May 16, 2011
A friend says I should be more happy and positive. I'll try:
I'm so happy that the State of Florida is warning us against the dangers of blue-green algae. It's wonderful that health authorities advise us not to swim in the historic St. Lucie River or otherwise contact the water.
Alas, the fact that this same State of Florida is the very cause of the blue-green goo makes me not so happy.
But, still trying, I'm happy that the state promises to restore the Everglades and tame the horrendous discharges of polluted water to the estuaries.
It's wonderful that they're planning to spend billions on reservoirs and mysterious deep-injection wells.
The fact that these reservoirs and wells are mostly a generation away and may not work anyway makes me not so happy.
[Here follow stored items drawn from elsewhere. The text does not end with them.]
use bufi::config::StoreBackend;
use bufi::{create_router, AppConfig, CsvRowStore, LedgerService, MemoryRowStore, RowStore, SheetsRowStore};
use std::sync::Arc;
use tracing::{info, warn};
use tracing_subscriber::{fmt::time::ChronoLocal, EnvFilter};

fn build_store(config: &AppConfig) -> Arc<dyn RowStore> {
    match config.store.backend {
        StoreBackend::Sheets => {
            if config.sheets.access_token.as_deref().unwrap_or("").is_empty() {
                warn!("No sheets access token configured (BUFI__SHEETS__ACCESS_TOKEN); requests will be unauthenticated");
            }
            Arc::new(SheetsRowStore::new(&config.sheets))
        }
        StoreBackend::Csv => Arc::new(CsvRowStore::new(&config.store.csv_dir)),
        StoreBackend::Memory => {
            warn!("Using in-memory store, data is lost on exit");
            Arc::new(MemoryRowStore::new())
        }
    }
}

#[tokio::main]
async fn main() -> anyhow::Result<()> {
    tracing_subscriber::fmt()
        .with_timer(ChronoLocal::new("%Y-%m-%d %H:%M:%S".to_string()))
        .with_target(true)
        .with_level(true)
        .with_env_filter(
            EnvFilter::try_from_default_env().unwrap_or_else(|_| "bufi=info,tower_http=info".into()),
        )
        .init();

    let config = AppConfig::from_env()?;
    info!("Starting server with config: {:?}", config);

    let store = build_store(&config);
    info!("Row store ready ({:?})", config.store.backend);

    let service = Arc::new(LedgerService::new(
        store,
        config.ranges.clone(),
        config.people.clone(),
    ));
    let app = create_router(service);

    let addr = config.bind_addr();
    info!("Server listening on {}", addr);
    info!("API Endpoints:");
    info!("  GET    /expenses[?since=DD/MM/YYYY]");
    info!("  GET    /budget");
    info!("  POST   /expense");
    info!("  DELETE /expense?id=<key>");

    let listener = tokio::net::TcpListener::bind(&addr).await?;
    axum::serve(listener, app)
        .with_graceful_shutdown(async {
            let _ = tokio::signal::ctrl_c().await;
            info!("Shutting down");
        })
        .await?;

    Ok(())
}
So much for a happy-face attempt.
How can we dare smile at a failed water management regime that cascades the coasts with unswimmable discharges simply to protect and preserve Big Sugar's reclamation schemes and subsidized profits?
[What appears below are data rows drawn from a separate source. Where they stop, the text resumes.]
use crate::models::{BudgetLine, BudgetRow, BudgetView, Expense, Severity};
use bigdecimal::{BigDecimal, ToPrimitive, Zero};
use chrono::NaiveDate;
use indexmap::IndexMap;
use std::cmp::Ordering;

/// One severity band over a percentage of budget used
struct TierBand {
    lower: f64,
    lower_inclusive: bool,
    upper: f64,
    upper_inclusive: bool,
    severity: Severity,
}

impl TierBand {
    fn contains(&self, p: f64) -> bool {
        let above = if self.lower_inclusive { p >= self.lower } else { p > self.lower };
        let below = if self.upper_inclusive { p <= self.upper } else { p < self.upper };
        above && below
    }
}

/// Checked in order; the first matching band wins
const TIERS: [TierBand; 4] = [
    TierBand { lower: f64::NEG_INFINITY, lower_inclusive: true, upper: 0.0, upper_inclusive: true, severity: Severity::OnTrack },
    TierBand { lower: 0.0, lower_inclusive: false, upper: 75.0, upper_inclusive: false, severity: Severity::Watch },
    TierBand { lower: 75.0, lower_inclusive: true, upper: 100.0, upper_inclusive: true, severity: Severity::Warning },
    TierBand { lower: 100.0, lower_inclusive: false, upper: f64::INFINITY, upper_inclusive: true, severity: Severity::Over },
];

/// Tier for anything no band matches (NaN)
const FALLBACK_TIER: Severity = Severity::Over;

impl Severity {
    /// Classifies a "percent of budget used" value
    pub fn classify(percent: f64) -> Severity {
        TIERS
            .iter()
            .find(|band| band.contains(percent))
            .map(|band| band.severity)
            .unwrap_or(FALLBACK_TIER)
    }
}

/// 100 × spent / limit. Not clamped: a zero limit yields infinity (or NaN
/// for 0/0), and a sentinel `spent` yields NaN.
pub fn remaining_percent(line: &BudgetLine) -> f64 {
    match &line.spent {
        Some(spent) => percent_of(spent, &line.limit),
        None => f64::NAN,
    }
}

fn percent_of(part: &BigDecimal, whole: &BigDecimal) -> f64 {
    let part = part.to_f64().unwrap_or(f64::NAN);
    let whole = whole.to_f64().unwrap_or(f64::NAN);
    100.0 * (part / whole)
}

impl BudgetLine {
    pub fn remaining_percent(&self) -> f64 {
        remaining_percent(self)
    }

    pub fn severity(&self) -> Severity {
        Severity::classify(self.remaining_percent())
    }
}

/// Partitions decoded budget rows and computes totals
pub fn aggregate(rows: Vec<BudgetRow>) -> BudgetView {
    let mut view = BudgetView {
        total_income: BigDecimal::zero(),
        total_expense: BigDecimal::zero(),
        ..Default::default()
    };

    for row in rows {
        match row {
            BudgetRow::Income(line) => {
                view.total_income = &view.total_income + &line.limit;
                view.income.push(line);
            }
            BudgetRow::Expense(line) => {
                if let Some(spent) = &line.spent {
                    view.total_expense = &view.total_expense + spent;
                }
                view.budget_lines.push(line);
            }
        }
    }

    view
}

/// 100 × total expense / total income, for the overall bar
pub fn overall_percent(view: &BudgetView) -> f64 {
    percent_of(&view.total_expense, &view.total_income)
}

/// Newest first; rows with an invalid date go last. Stable.
pub fn sort_newest_first(expenses: &mut [Expense]) {
    expenses.sort_by(|a, b| match (a.date, b.date) {
        (Some(x), Some(y)) => y.cmp(&x),
        (Some(_), None) => Ordering::Less,
        (None, Some(_)) => Ordering::Greater,
        (None, None) => Ordering::Equal,
    });
}

/// Keeps entries dated on or after `since`; invalid dates are dropped
pub fn filter_since(expenses: Vec<Expense>, since: NaiveDate) -> Vec<Expense> {
    expenses
        .into_iter()
        .filter(|e| e.date.map(|d| d >= since).unwrap_or(false))
        .collect()
}

/// The `limit` newest entries of one category
pub fn recent_for_category(expenses: &[Expense], category: &str, limit: usize) -> Vec<Expense> {
    let mut matching: Vec<Expense> = expenses
        .iter()
        .filter(|e| e.category == category)
        .cloned()
        .collect();
    sort_newest_first(&mut matching);
    matching.truncate(limit);
    matching
}

/// Spend per category in first-seen order; invalid amounts are skipped
pub fn category_totals(expenses: &[Expense]) -> IndexMap<String, BigDecimal> {
    let mut totals: IndexMap<String, BigDecimal> = IndexMap::new();
    for e in expenses {
        let Some(amount) = &e.amount else { continue };
        let entry = totals.entry(e.category.clone()).or_insert_with(BigDecimal::zero);
        *entry = &*entry + amount;
    }
    totals
}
The amount of water shunted off “to tide” to keep sugar's little roots from getting wet is a boggler.
We asked Dr. Mark Perry of the Florida Oceanographic Coastal Center in Stuart to tally up the east-west releases solely from Lake Okeechobee so far this year.
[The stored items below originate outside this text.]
use super::parse::{cell, parse_locale_int};
use crate::models::{BudgetLine, BudgetRow, IncomeLine};
use bigdecimal::{BigDecimal, Zero};

/// Value of the third budget column that marks an income row
pub const INCOME_TOKEN: &str = "INCOME";

/// Decodes one budget row: `[category, limit, spent | INCOME]`.
///
/// Rows with at most one populated column are section headers or spacers
/// and decode to `None`.
pub fn decode_budget_row(row: &[String]) -> Option<BudgetRow> {
    let populated = row.iter().filter(|c| !c.trim().is_empty()).count();
    if populated <= 1 {
        return None;
    }

    let category = cell(row, 0).to_string();
    let raw_limit = cell(row, 1);
    let limit = match parse_locale_int(raw_limit) {
        Some(v) => v.abs(),
        None => {
            tracing::warn!("Budget row {:?} has invalid limit {:?}, using 0", category, raw_limit);
            BigDecimal::zero()
        }
    };

    let raw_spent = cell(row, 2);
    if raw_spent.eq_ignore_ascii_case(INCOME_TOKEN) {
        return Some(BudgetRow::Income(IncomeLine { category, limit }));
    }

    let spent = parse_locale_int(raw_spent);
    if spent.is_none() {
        tracing::debug!("Budget row {:?} has invalid spent {:?}", category, raw_spent);
    }
    Some(BudgetRow::Expense(BudgetLine {
        category,
        limit,
        spent,
    }))
}

/// Decodes the budget sheet in store order, dropping header rows
pub fn decode_budget_rows(rows: &[Vec<String>]) -> Vec<BudgetRow> {
    rows.iter().filter_map(|r| decode_budget_row(r)).collect()
}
Five hundred billion gallons.
That's a b on your illion and is far more than many cities use combined.
The blue-green algae faucet runs wide open largely because the Everglades Agricultural Area sits on drained land that Mother Nature once stored water on.
Now, one way to lessen the discharges would be to retrieve more storage areas from the EAA. Another way would be to manage the lake level much lower (see Zone D Diet, at floridasportsman.com/confron). There are other alternatives.
But the ruinous, phosphorus-laden discharges no longer should be an alternative. We'd like the kids and grandkids to take a swim if the state wouldn't mind.
It may take a major lawsuit to force real change. The Martin County Rivers Coalition and a combination of other very angry folks are gearing up for battle.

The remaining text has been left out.